Pistachio paint
“My Dad still has a 1970s African house. He has pistachio-coloured walls.”
The BBC radio broadcast was a podcast, so there was no opportunity to send an email and ask the interviewee why pistachio had been such a popular choice.
The colour he describes as pistachio runs between shades of green and blue, it is one to be found throughout the developing world. Not having a vocabulary for colour comparable with that of the speaker, I might have called the colour turquoise.
Whether pistachio or turquoise, why was it chosen?
I remember watching a documentary on India. The television cameras had gone to the house of a woman living deep within rural a rural community. With rudimentary furnishing and little of the 21st Century, the room was home to a woman living in very frugal circumstances, and its walls were painted turquoise. “Why are the walls painted turquoise?” I asked my companion.
“Perhaps she wanted to brighten the room up”.
“Yes, but why turquoise? It seems the universal colour of poverty.”
“I wouldn’t have thought so. It was once very expensive. It was a mineral that came from Turkey”.
He was undoubtedly correct, but the historical antecedents of the colour did not detract from the fact that in the Philippines and East Africa I had seen numerous occurrences of a shade of turquoise rarely seen in Europe.
Why these pistachio shades? Maybe the paint comes cheaply; maybe there is a perfectly sensible explanation for its prevalence.
If there is globalisation of the lifestyles of affluent people – fashions, consumer goods, cars, technology, travel – sometimes there seems a globalisation of the lifestyles of those who live in poverty.
Often, such globalisation is simply a matter of economics: rice is eaten because it is affordable; bicycles are ridden because motorised transport is beyond the means of those who ride them; European and North American style of clothes are worn because they have come from China very cheaply, or have come second-hand from former owners in wealthy countries.

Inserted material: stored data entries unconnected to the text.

use anyhow::{Context, Result};
use std::io::Write;
use std::{env, path::PathBuf, process};
use suppression_harvest_config::Config;
use suppression_harvest_engine::{
    Deduplicator, ExistingFile, HarvestReport, LabelPattern, create_output, harvest, read_log,
    same_file, starting_offset,
};

const USAGE: &str = "<log-file> <suppression-file> [start-offset] [--existing <suppression-file>]";

/// How the run was requested on the command line.
#[derive(Debug, PartialEq)]
enum Invocation {
    /// `<log> <output> [start-offset] [--existing <file>]`
    Explicit(Config),
    /// No arguments: settings come from the config file.
    FromConfigFile,
}

fn parse_args(args: &[String]) -> Result<Invocation, String> {
    let mut existing = None;
    let mut positional = Vec::new();
    let mut rest = args.iter();
    while let Some(arg) = rest.next() {
        if arg == "--existing" {
            let path = rest
                .next()
                .ok_or_else(|| "--existing needs a suppression file path".to_string())?;
            existing = Some(PathBuf::from(path));
        } else {
            positional.push(arg);
        }
    }

    let mut config = match positional.as_slice() {
        [] if existing.is_none() => return Ok(Invocation::FromConfigFile),
        [log_path, output_path] | [log_path, output_path, _] => Config::new(
            PathBuf::from(log_path.as_str()),
            PathBuf::from(output_path.as_str()),
        ),
        [] | [_] => return Err("Missing log or suppression file path".to_string()),
        _ => return Err("Too many arguments".to_string()),
    };

    if let [_, _, offset] = positional.as_slice() {
        let offset = offset
            .parse::<u64>()
            .map_err(|e| format!("Invalid start offset '{offset}': {e}"))?;
        config.start_offset = Some(offset);
    }
    config.existing_path = existing;
    Ok(Invocation::Explicit(config))
}

/// Seed from the existing file (if any), then scan the log into the output.
///
/// The existing file is read before the output is truncated. When both are
/// the same file its contents are written back first, so committed
/// suppressions are kept and new blocks follow them.
fn run(config: &Config) -> Result<HarvestReport> {
    let labels = LabelPattern::new(&config.label_prefix)?;

    let existing = match &config.existing_path {
        Some(path) => ExistingFile::load(path, &labels).with_context(|| {
            format!("Failed to read existing suppressions '{}'", path.display())
        })?,
        None => ExistingFile::default(),
    };
    let in_place = config
        .existing_path
        .as_deref()
        .is_some_and(|path| same_file(path, &config.output_path));

    let start_offset = match config.start_offset {
        Some(offset) => offset,
        None => starting_offset(existing.blocks()),
    };
    log::info!(
        "Continuing after label {start_offset} with {} known suppressions",
        existing.blocks().len()
    );

    let mut dedup = Deduplicator::with_prefix(start_offset, config.label_prefix.clone());
    for suppression in existing.blocks() {
        if !dedup.seed(suppression.clone()) {
            log::warn!(
                "Existing suppression {} repeats an earlier rule",
                suppression.name()
            );
        }
    }

    let lines = read_log(&config.log_path)
        .with_context(|| format!("Failed to read log '{}'", config.log_path.display()))?;
    let mut out = create_output(&config.output_path).with_context(|| {
        format!(
            "Failed to create suppression file '{}'",
            config.output_path.display()
        )
    })?;
    if in_place {
        existing
            .write_to(&mut out)
            .context("Failed to carry existing suppressions forward")?;
    }

    let report = harvest(&lines, &mut dedup, &mut out)?;
    out.flush()?;
    Ok(report)
}

fn main() -> Result<()> {
    env_logger::Builder::from_env(env_logger::Env::default().default_filter_or("info")).init();

    let args: Vec<String> = env::args().collect();
    let program = args
        .first()
        .cloned()
        .unwrap_or_else(|| "suppression-harvest".to_string());
    let config_path = Config::config_path();

    let config = match parse_args(args.get(1..).unwrap_or(&[])) {
        Ok(Invocation::Explicit(config)) => config,
        Ok(Invocation::FromConfigFile) => match Config::load() {
            Ok(Some(config)) => {
                log::info!("Using config file {}", config_path.display());
                config
            }
            Ok(None) => {
                eprintln!("Error: No log path provided and no config file found");
                eprintln!("Usage: {program} {USAGE}");
                eprintln!("Or create a config file at {}", config_path.display());
                process::exit(1);
            }
            Err(e) => {
                eprintln!("Error: Failed to load config file: {e}");
                eprintln!("Usage: {program} {USAGE}");
                process::exit(1);
            }
        },
        Err(e) => {
            eprintln!("Error: {e}");
            eprintln!("Usage: {program} {USAGE}");
            process::exit(1);
        }
    };

    let report = run(&config)?;
    log::info!("{report}");
    println!(
        "Wrote {} new suppressions to {}",
        report.accepted,
        config.output_path.display()
    );

    Ok(())
}
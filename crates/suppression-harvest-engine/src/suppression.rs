use std::fmt;
use std::io::{self, Write};

/// Prefix of generated labels unless configured otherwise.
pub const DEFAULT_LABEL_PREFIX: &str = "new";

/// A generated sequential label such as `new7`.
#[derive(Debug, Clone, PartialEq, Eq)]
pub struct Label {
    prefix: String,
    number: u64,
}

impl Label {
    pub fn new(prefix: impl Into<String>, number: u64) -> Self {
        Self {
            prefix: prefix.into(),
            number,
        }
    }

    pub fn number(&self) -> u64 {
        self.number
    }

    pub fn prefix(&self) -> &str {
        &self.prefix
    }

    /// The line inserted after the opening delimiter: two spaces, the label, a newline.
    pub fn to_line(&self) -> String {
        format!("  {self}\n")
    }
}

impl fmt::Display for Label {
    fn fmt(&self, f: &mut fmt::Formatter<'_>) -> fmt::Result {
        write!(f, "{}{}", self.prefix, self.number)
    }
}

/// The name slot of an accepted block.
#[derive(Debug, Clone, PartialEq, Eq)]
pub enum Name {
    /// Assigned during this run.
    Generated(Label),
    /// Carried over verbatim from an existing suppression file.
    Existing(String),
}

impl Name {
    fn line(&self) -> String {
        match self {
            Name::Generated(label) => label.to_line(),
            Name::Existing(raw) => raw.clone(),
        }
    }
}

impl fmt::Display for Name {
    fn fmt(&self, f: &mut fmt::Formatter<'_>) -> fmt::Result {
        match self {
            Name::Generated(label) => label.fmt(f),
            Name::Existing(raw) => f.write_str(raw.trim()),
        }
    }
}

/// An unlabeled block lifted out of the log.
///
/// `rule` holds the lines strictly between the marker line and the closing
/// delimiter; the marker line itself is never captured.
#[derive(Debug, Clone, PartialEq, Eq)]
pub struct Candidate {
    pub opening: String,
    pub rule: Vec<String>,
    pub closing: String,
}

impl Candidate {
    /// Attaches a name, producing the block in its emitted shape.
    pub fn into_suppression(self, name: Name) -> Suppression {
        Suppression {
            opening: self.opening,
            name,
            rule: self.rule,
            closing: self.closing,
        }
    }
}

/// An accepted suppression block: opening, name, rule lines, closing.
#[derive(Debug, Clone, PartialEq, Eq)]
pub struct Suppression {
    opening: String,
    name: Name,
    rule: Vec<String>,
    closing: String,
}

impl Suppression {
    pub fn name(&self) -> &Name {
        &self.name
    }

    /// Label number when the name was generated by this tool.
    pub fn label_number(&self) -> Option<u64> {
        match &self.name {
            Name::Generated(label) => Some(label.number()),
            Name::Existing(_) => None,
        }
    }

    pub fn rule(&self) -> &[String] {
        &self.rule
    }

    /// Two blocks suppress the same thing when everything past the opening
    /// delimiter and name slot matches exactly, in order.
    pub fn same_rule(&self, rule: &[String]) -> bool {
        self.rule == rule
    }

    /// All lines in output order.
    pub fn lines(&self) -> Vec<String> {
        let mut out = Vec::with_capacity(self.rule.len() + 3);
        out.push(self.opening.clone());
        out.push(self.name.line());
        out.extend(self.rule.iter().cloned());
        out.push(self.closing.clone());
        out
    }

    /// Writes the whole block, terminating any line that lacks a newline.
    pub fn write_to<W: Write>(&self, w: &mut W) -> io::Result<()> {
        for line in self.lines() {
            w.write_all(line.as_bytes())?;
            if !line.ends_with('\n') {
                w.write_all(b"\n")?;
            }
        }
        Ok(())
    }
}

Other things seem a matter of image, or marketing, or whatever it is that persuades the poorest of people to part with money for things that they cannot afford and do not need.
After the most basic needs are met, food, clothing, shelter, health care, perhaps much of what we spend afterwards, whether in an African village or in a European city, depends on our sense of image, our sense of style, our belief that certain things say something about us.
But if it is all about image, style and preference, what’s the big deal with these pistachio shades?